If a line in the entries below includes the string "WidgetKind", copy it out.

(Stored data)
########################################

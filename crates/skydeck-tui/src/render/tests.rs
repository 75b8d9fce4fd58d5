//! Full-screen rendering tests for `view()`

use super::*;
use crate::test_utils::{create_test_state, TestTerminal};
use skydeck_app::handler::{update, UpdateAction};
use skydeck_app::message::Message;
use skydeck_app::provider::mock::{sample_activity, sample_finance, sample_news, sample_weather};
use skydeck_app::widget::MountId;
use skydeck_core::{ErrorInfo, NewsCategory, Theme, WidgetData};

const WIDTH: u16 = 140;
const HEIGHT: u16 = 48;

fn mount(state: &mut AppState) -> Vec<MountId> {
    match update(state, Message::MountPage).action {
        Some(UpdateAction::FetchWidgets { mounts }) => mounts,
        other => panic!("expected FetchWidgets, got {:?}", other),
    }
}

fn payload(kind: WidgetKind) -> WidgetData {
    match kind {
        WidgetKind::Weather => WidgetData::Weather(sample_weather()),
        WidgetKind::Finance => WidgetData::Finance(sample_finance()),
        WidgetKind::News => WidgetData::News(sample_news()),
        WidgetKind::Activity => WidgetData::Activity(sample_activity()),
    }
}

fn load_all(state: &mut AppState, mounts: &[MountId]) {
    for mount in mounts {
        update(
            state,
            Message::WidgetLoaded {
                mount: *mount,
                result: Ok(payload(mount.kind)),
            },
        );
    }
}

fn draw(state: &AppState) -> TestTerminal {
    let mut term = TestTerminal::with_size(WIDTH, HEIGHT);
    term.draw_with(|frame| view(frame, state));
    term
}

#[test]
fn test_dashboard_loading_shows_chrome_without_data() {
    let mut state = create_test_state();
    mount(&mut state);
    let term = draw(&state);

    assert!(term.buffer_contains("Analytics"));
    assert!(term.buffer_contains("Dashboard Overview"));
    assert!(term.buffer_contains("Total Users"));
    for kind in WidgetKind::ALL {
        assert!(term.buffer_contains(kind.title()), "missing {}", kind.title());
    }
    assert!(!term.buffer_contains("San Francisco"));
    assert!(!term.buffer_contains("AAPL"));
    assert!(!term.buffer_contains("Unable to load"));
}

#[test]
fn test_dashboard_ready_shows_every_widget() {
    let mut state = create_test_state();
    let mounts = mount(&mut state);
    load_all(&mut state, &mounts);
    let term = draw(&state);

    assert!(term.buffer_contains("San Francisco, CA"));
    assert!(term.buffer_contains("AAPL"));
    assert!(term.buffer_contains("Chipmakers race"));
    assert!(term.buffer_contains("Peak 780 users"));
}

#[test]
fn test_failed_widget_is_isolated() {
    let mut state = create_test_state();
    let mounts = mount(&mut state);
    for mount in &mounts {
        let result = if mount.kind == WidgetKind::Finance {
            Err(ErrorInfo::unavailable())
        } else {
            Ok(payload(mount.kind))
        };
        update(&mut state, Message::WidgetLoaded { mount: *mount, result });
    }
    let term = draw(&state);

    assert!(term.buffer_contains("Unable to load stock data."));
    assert!(term.buffer_contains("San Francisco, CA"));
    assert!(term.buffer_contains("Peak 780 users"));
}

#[test]
fn test_theme_switch_restyles_whole_screen() {
    let mut state = create_test_state();
    mount(&mut state);
    assert_eq!(state.theme(), Theme::Light);

    let light = draw(&state);
    assert_eq!(light.buffer()[(WIDTH - 1, 1)].bg, Palette::LIGHT.background);

    update(&mut state, Message::ToggleTheme);
    let dark = draw(&state);
    assert_eq!(dark.buffer()[(WIDTH - 1, 1)].bg, Palette::DARK.background);
    assert_eq!(dark.buffer()[(0, HEIGHT - 1)].bg, Palette::DARK.sidebar);
}

#[test]
fn test_collapsed_sidebar_hides_labels() {
    let mut state = create_test_state();
    update(&mut state, Message::ToggleSidebar);
    let term = draw(&state);

    assert!(!term.buffer_contains("Analytics"));
    assert!(term.buffer_contains("b expand"));
}

#[test]
fn test_news_page_hosts_single_card() {
    let mut state = create_test_state();
    update(&mut state, Message::Navigate(skydeck_core::Page::News));
    let mounts = mount(&mut state);
    assert_eq!(mounts.len(), 1);
    load_all(&mut state, &mounts);

    update(&mut state, Message::SetActiveCategory(NewsCategory::Sports));
    let term = draw(&state);

    assert!(term.buffer_contains("Latest News"));
    assert!(term.buffer_contains("Underdogs clinch"));
    assert!(!term.buffer_contains("Stock Market"));
    assert!(!term.buffer_contains("Total Users"));
}

#[test]
fn test_news_card_draws_board_filter_result() {
    let mut state = create_test_state();
    update(&mut state, Message::Navigate(skydeck_core::Page::News));
    let mounts = mount(&mut state);

    let mut news = sample_news();
    news.articles.retain(|a| a.category == "Technology");
    update(
        &mut state,
        Message::WidgetLoaded {
            mount: mounts[0],
            result: Ok(WidgetData::News(news)),
        },
    );
    update(&mut state, Message::SetActiveCategory(NewsCategory::Health));
    assert!(state.board.news_view().unwrap().is_empty());

    let term = draw(&state);
    assert!(term.buffer_contains("No Health articles right now."));
    assert!(!term.buffer_contains("Chipmakers race"));
}

#[test]
fn test_tiny_terminal_does_not_panic() {
    let mut state = create_test_state();
    let mounts = mount(&mut state);
    load_all(&mut state, &mounts);

    let mut term = TestTerminal::with_size(20, 6);
    term.draw_with(|frame| view(frame, &state));
}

########################################

Completed task >>
fn payload(kind: WidgetKind) -> WidgetData {
        WidgetKind::Weather => WidgetData::Weather(sample_weather()),
        WidgetKind::Finance => WidgetData::Finance(sample_finance()),
        WidgetKind::News => WidgetData::News(sample_news()),
        WidgetKind::Activity => WidgetData::Activity(sample_activity()),
    for kind in WidgetKind::ALL {
        let result = if mount.kind == WidgetKind::Finance {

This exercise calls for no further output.